El capitalismo crea exclusión y no puede sino crearla. Si no la creara
no sería el capitalismo de mercado. El mundo de las corporaciones es de las
corporaciones. Y las corporaciones se devoran todo. Devastan la tierra y abandonan
a los hombres al hambre y la exclusión. Europa no puede asimilar porque el
capitalismo nuevo milenio impide toda asimilación. Saquea la periferia. ¿Qué
hace la periferia, qué hacen sus sobrevivientes? Emigran al Centro para
sobrevivir. Aceptan cualquier cosa. La humillación. El racismo. Sólo se trata
de subsistir. Hasta que un día (estos días) todo estalla. Se hartan. Dicen: no.
Un no que no tiene ideología. No saben cómo superar lo que hay. No sueñan con
un mundo mejor. Querrían vivir y trabajar en éste. Pero este mundo (el del
capital, el del mercado) no da trabajo, impide vivir. Entonces sólo resta
destruirlo. Salen como locos a quemar autos y destruir propiedades. Si un
europeo con buenas intenciones saliera a hablar con ellos no lo escucharían. Si
yo (que escribo estas líneas en las que intento abrir una hendija de
comprensión) me apareciera entre ellos me escupirían. Soy, como todos nosotros,
un blanquito de mierda, con trabajo, casa, derechos. La sociedad nos da un
lugar. A ellos no. Para ellos, los márgenes. Todo incluido es un enemigo porque
ocupa un lugar que podría ser de ellos.
“Alarma en Europa”, se lee. ¿Y no- sotros, y los argentinos de la
culta Buenos Aires? Lo que hoy pasa en París sea acaso el espejo del peor de
nuestros rostros futuros. Cuando los “zurdos” o los tontos progres como
nosotros pedimos equidad social, democratización de la riqueza, distribución
del ingreso, no sólo lo hacemos porque somos incurablemente idiotas y amigos de
las buenas causas. Francia ha descubierto la cara del Otro demonizado. Siempre
se niega lo Otro. Siempre se tapa la alteridad. El lenguaje del lacanismo tiene
una expresión para esto. Cuando habla de “forclusión” quiere decir eso. La
forclusión es la negación de la alteridad. No queremos ver lo Otro, lo negamos.

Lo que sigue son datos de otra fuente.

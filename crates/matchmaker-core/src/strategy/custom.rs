//! Exhaustive proposal enumeration with an external selector.
//!
//! For each outer ticket the top candidates are combined in every subset
//! whose members are pairwise compatible and whose size satisfies the outer
//! ticket. Deduplicated proposals go to a [`MatchmakerOverride`], which
//! returns the groups to form. Selections are re-checked against the pass
//! state before they are committed.

use std::collections::{HashMap, HashSet};
use std::sync::Arc;

use matchmaker_types::{MatchedGroup, MatchmakerEntry};
use tracing::{debug, info, warn};

use super::AssemblyStrategy;
use crate::error::MatchmakerError;
use crate::pass::PassContext;
use crate::registry::PooledTicket;

/// A candidate group offered to the override.
#[derive(Debug, Clone)]
pub struct ProposedGroup {
    pub entries: Vec<MatchmakerEntry>,
}

impl ProposedGroup {
    pub fn size(&self) -> usize {
        self.entries.len()
    }

    /// Sorted distinct ticket ids; identifies the proposal.
    pub fn ticket_key(&self) -> Vec<String> {
        let mut ids: Vec<String> = self.entries.iter().map(|e| e.ticket_id.clone()).collect();
        ids.sort();
        ids.dedup();
        ids
    }
}

/// Chooses which proposed groups become matches.
///
/// Returning an error fails the pass: nothing is matched and every ticket
/// stays queued for the next pass.
pub trait MatchmakerOverride: Send + Sync {
    fn select(&self, proposals: Vec<ProposedGroup>) -> Result<Vec<ProposedGroup>, String>;
}

impl<F> MatchmakerOverride for F
where
    F: Fn(Vec<ProposedGroup>) -> Result<Vec<ProposedGroup>, String> + Send + Sync,
{
    fn select(&self, proposals: Vec<ProposedGroup>) -> Result<Vec<ProposedGroup>, String> {
        self(proposals)
    }
}

pub struct CustomStrategy {
    selector: Arc<dyn MatchmakerOverride>,
}

impl CustomStrategy {
    pub fn new(selector: Arc<dyn MatchmakerOverride>) -> Self {
        Self { selector }
    }
}

impl std::fmt::Debug for CustomStrategy {
    fn fmt(&self, f: &mut std::fmt::Formatter<'_>) -> std::fmt::Result {
        f.debug_struct("CustomStrategy").finish_non_exhaustive()
    }
}

impl AssemblyStrategy for CustomStrategy {
    fn name(&self) -> &str {
        "custom"
    }

    fn assemble(&self, ctx: &mut PassContext<'_>) -> Result<Vec<MatchedGroup>, MatchmakerError> {
        let limit = ctx.config().batch_size;
        let cap = ctx.config().max_custom_candidates;

        let mut seen: HashSet<Vec<String>> = HashSet::new();
        let mut proposals: Vec<(Vec<String>, Vec<Arc<PooledTicket>>)> = Vec::new();

        for (outer, active) in ctx.processing_order() {
            let last_interval = ctx.begin_interval(&outer, active);

            let mut candidates = ctx.candidates(&outer, limit);
            candidates.truncate(cap);
            if candidates.is_empty() {
                continue;
            }

            for members in enumerate(ctx, &outer, &candidates, last_interval) {
                let mut key: Vec<String> = members.iter().map(|m| m.id().to_string()).collect();
                key.sort();
                if seen.insert(key.clone()) {
                    proposals.push((key, members));
                }
            }
        }

        if proposals.is_empty() {
            return Ok(Vec::new());
        }

        let offered: Vec<ProposedGroup> = proposals
            .iter()
            .map(|(_, members)| ProposedGroup {
                entries: members.iter().flat_map(|m| m.ticket.to_entries()).collect(),
            })
            .collect();
        let offered_count = offered.len();

        let selected = self.selector.select(offered).map_err(|e| {
            warn!(error = %e, proposals = offered_count, "Matchmaker override failed");
            MatchmakerError::Override(e)
        })?;

        let by_key: HashMap<Vec<String>, Vec<Arc<PooledTicket>>> = proposals.into_iter().collect();
        let mut groups = Vec::new();
        for choice in selected {
            let key = choice.ticket_key();
            let Some(members) = by_key.get(&key) else {
                warn!(tickets = ?key, "Override returned a group that was not proposed");
                continue;
            };
            if !members.iter().all(|m| ctx.is_available(m)) {
                debug!(tickets = ?key, "Override selection overlaps an earlier group");
                continue;
            }
            groups.push(ctx.commit_group(members));
        }

        info!(
            proposals = offered_count,
            selected = groups.len(),
            "Override selection applied"
        );
        Ok(groups)
    }
}

/// Every valid member list (outer first) from subsets of `candidates`.
fn enumerate(
    ctx: &mut PassContext<'_>,
    outer: &Arc<PooledTicket>,
    candidates: &[Arc<PooledTicket>],
    last_interval: bool,
) -> Vec<Vec<Arc<PooledTicket>>> {
    let n = candidates.len();

    // compatible[i] has bit j set when candidates i and j can share a group
    let mut compatible = vec![0u32; n];
    for i in 0..n {
        for j in (i + 1)..n {
            let (a, b) = (&candidates[i], &candidates[j]);
            if a.ticket.shares_session(&b.ticket)
                || a.ticket.party_conflict(&b.ticket)
                || !a.ticket.counts_compatible(&b.ticket)
            {
                continue;
            }
            if ctx.mutually_compatible(a, b) {
                compatible[i] |= 1 << j;
                compatible[j] |= 1 << i;
            }
        }
    }

    let ticket = &outer.ticket;
    let mut found = Vec::new();
    for mask in 1u32..(1u32 << n) {
        let mut size = ticket.count();
        let mut valid = true;
        for (i, candidate) in candidates.iter().enumerate() {
            if mask & (1 << i) == 0 {
                continue;
            }
            let others = mask & !(1 << i);
            if compatible[i] & others != others {
                valid = false;
                break;
            }
            size += candidate.ticket.count();
        }
        if !valid || size > ticket.max_count {
            continue;
        }
        if !last_interval && size != ticket.max_count {
            continue;
        }
        if !ticket.accepts_size(size) {
            continue;
        }

        let mut members = Vec::with_capacity(mask.count_ones() as usize + 1);
        members.push(outer.clone());
        members.extend(
            candidates
                .iter()
                .enumerate()
                .filter(|(i, _)| mask & (1 << i) != 0)
                .map(|(_, c)| c.clone()),
        );
        if members[1..].iter().all(|m| m.ticket.accepts_size(size)) {
            found.push(members);
        }
    }
    found
}

#[cfg(test)]
mod tests {
    use super::*;
    use crate::gate::PrecisionGate;
    use crate::pass::tests::PassFixture;
    use matchmaker_types::{MatchmakerConfig, TicketRequest};
    use pretty_assertions::assert_eq;
    use std::collections::BTreeSet;
    use std::sync::Mutex;

    fn run(
        fixture: &mut PassFixture,
        selector: Arc<dyn MatchmakerOverride>,
    ) -> Result<Vec<MatchedGroup>, MatchmakerError> {
        let (index, tickets) = fixture.snapshots();
        let gate = PrecisionGate::disabled();
        let mut ctx = PassContext::new(
            &index,
            &tickets,
            &fixture.config,
            &gate,
            &mut fixture.intervals,
        );
        CustomStrategy::new(selector).assemble(&mut ctx)
    }

    #[test]
    fn test_proposals_are_deduplicated() {
        let mut fixture = PassFixture::new(MatchmakerConfig::default());
        fixture.solo("s1", 2, 2, 1);
        fixture.solo("s2", 2, 2, 1);
        fixture.solo("s3", 2, 2, 1);

        let offered = Arc::new(Mutex::new(Vec::new()));
        let sink = offered.clone();
        let selector = move |proposals: Vec<ProposedGroup>| -> Result<Vec<ProposedGroup>, String> {
            sink.lock().unwrap().extend(proposals.iter().map(|p| p.ticket_key()));
            Ok(Vec::new())
        };

        let groups = run(&mut fixture, Arc::new(selector)).unwrap();
        assert!(groups.is_empty());

        // three tickets make exactly three distinct pairs
        let offered = offered.lock().unwrap();
        assert_eq!(offered.len(), 3);
        assert_eq!(offered.iter().collect::<BTreeSet<_>>().len(), 3);
    }

    #[test]
    fn test_selector_picks_groups() {
        let mut fixture = PassFixture::new(MatchmakerConfig::default());
        let a = fixture.solo("s1", 2, 2, 1);
        let b = fixture.solo("s2", 2, 2, 1);
        let c = fixture.solo("s3", 2, 2, 1);

        let wanted = BTreeSet::from([a.clone(), c.clone()]);
        let selector = move |proposals: Vec<ProposedGroup>| -> Result<Vec<ProposedGroup>, String> {
            Ok(proposals
                .into_iter()
                .filter(|p| p.ticket_key().into_iter().collect::<BTreeSet<_>>() == wanted)
                .collect())
        };

        let groups = run(&mut fixture, Arc::new(selector)).unwrap();
        assert_eq!(groups.len(), 1);
        let ids: BTreeSet<String> = groups[0]
            .ticket_ids()
            .into_iter()
            .map(str::to_string)
            .collect();
        assert_eq!(ids, BTreeSet::from([a, c]));
        assert!(!ids.contains(&b));
    }

    #[test]
    fn test_overlapping_selections_first_wins() {
        let mut fixture = PassFixture::new(MatchmakerConfig::default());
        fixture.solo("s1", 2, 2, 1);
        fixture.solo("s2", 2, 2, 1);
        fixture.solo("s3", 2, 2, 1);

        // accept everything: only one pair can form from three tickets
        let selector =
            |proposals: Vec<ProposedGroup>| -> Result<Vec<ProposedGroup>, String> { Ok(proposals) };
        let groups = run(&mut fixture, Arc::new(selector)).unwrap();
        assert_eq!(groups.len(), 1);
    }

    #[test]
    fn test_unknown_selection_ignored() {
        let mut fixture = PassFixture::new(MatchmakerConfig::default());
        fixture.solo("s1", 2, 2, 1);
        fixture.solo("s2", 2, 2, 1);

        let selector = |mut proposals: Vec<ProposedGroup>| -> Result<Vec<ProposedGroup>, String> {
            for p in &mut proposals {
                p.entries.truncate(1);
            }
            Ok(proposals)
        };
        let groups = run(&mut fixture, Arc::new(selector)).unwrap();
        assert!(groups.is_empty());
    }

    #[test]
    fn test_selector_error_fails_pass() {
        let mut fixture = PassFixture::new(MatchmakerConfig::default());
        fixture.solo("s1", 2, 2, 1);
        fixture.solo("s2", 2, 2, 1);

        let selector = |_: Vec<ProposedGroup>| -> Result<Vec<ProposedGroup>, String> {
            Err("script exploded".to_string())
        };
        let err = run(&mut fixture, Arc::new(selector)).unwrap_err();
        assert!(matches!(err, MatchmakerError::Override(msg) if msg == "script exploded"));
    }

    #[test]
    fn test_partial_sizes_only_on_last_interval() {
        let mut fixture = PassFixture::new(MatchmakerConfig::default());
        fixture.solo("s1", 2, 3, 1);
        fixture.solo("s2", 2, 3, 1);

        let sizes = Arc::new(Mutex::new(Vec::new()));
        let sink = sizes.clone();
        let record = move |proposals: Vec<ProposedGroup>| -> Result<Vec<ProposedGroup>, String> {
            sink.lock().unwrap().extend(proposals.iter().map(ProposedGroup::size));
            Ok(Vec::new())
        };
        let selector: Arc<dyn MatchmakerOverride> = Arc::new(record);

        // first interval: a pair is below max and not proposed
        run(&mut fixture, selector.clone()).unwrap();
        assert!(sizes.lock().unwrap().is_empty());

        // last interval: the pair is proposed
        run(&mut fixture, selector).unwrap();
        assert_eq!(*sizes.lock().unwrap(), vec![2]);
    }

    #[test]
    fn test_party_tickets_not_proposed_together() {
        let mut fixture = PassFixture::new(MatchmakerConfig::default());
        fixture.solo("s1", 3, 3, 1);
        fixture.add(TicketRequest::solo("s2", "u2", "*", 3, 3, 1).with_party("p2"));
        fixture.add(TicketRequest::solo("s3", "u3", "*", 3, 3, 1).with_party("p2"));

        let offered = Arc::new(Mutex::new(0usize));
        let sink = offered.clone();
        let accept_all =
            move |proposals: Vec<ProposedGroup>| -> Result<Vec<ProposedGroup>, String> {
                *sink.lock().unwrap() += proposals.len();
                Ok(proposals)
            };

        let groups = run(&mut fixture, Arc::new(accept_all)).unwrap();
        assert!(groups.is_empty());
        assert_eq!(*offered.lock().unwrap(), 0);
    }
}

De ahí, en los sujetos, estalla la psicosis. Bien, el capitalismo es psicótico.
Niega lo Otro. Primero lo saqueó, lo explotó. Ahora lo niega. No sabe cómo
asimilarlo. No sabe y no puede. Entonces lo demoniza.
La alarma que vive Europa debe hundir sus raíces entre nosotros.
¿Acaso no es Buenos Aires la París de América latina? ¿No fue ese título el que
orgullosamente asumió esa oligarquía nuestra que, en lugar de un país, sólo
construyó una ciudad? Una ciudad hermosa, como hermosa es París. ¿Cuántos excluidos
esperan a las puertas de Buenos Aires? No son los piqueteros. Los piqueteros
queman neumáticos y tienen una previsibilidad fatigosa. Son los que habitan el
subsuelo de los piqueteros. Los que están en silencio, esperando o no. Los que
se mueren de hambre. Los que miran las luces de la gran metrópoli desde las
sombras de la alteridad, de la lejanía. No habrá Protocolo que los frene. ¿Cómo
habrían de expresar en cinco minutos la interminable tragedia de sus vidas?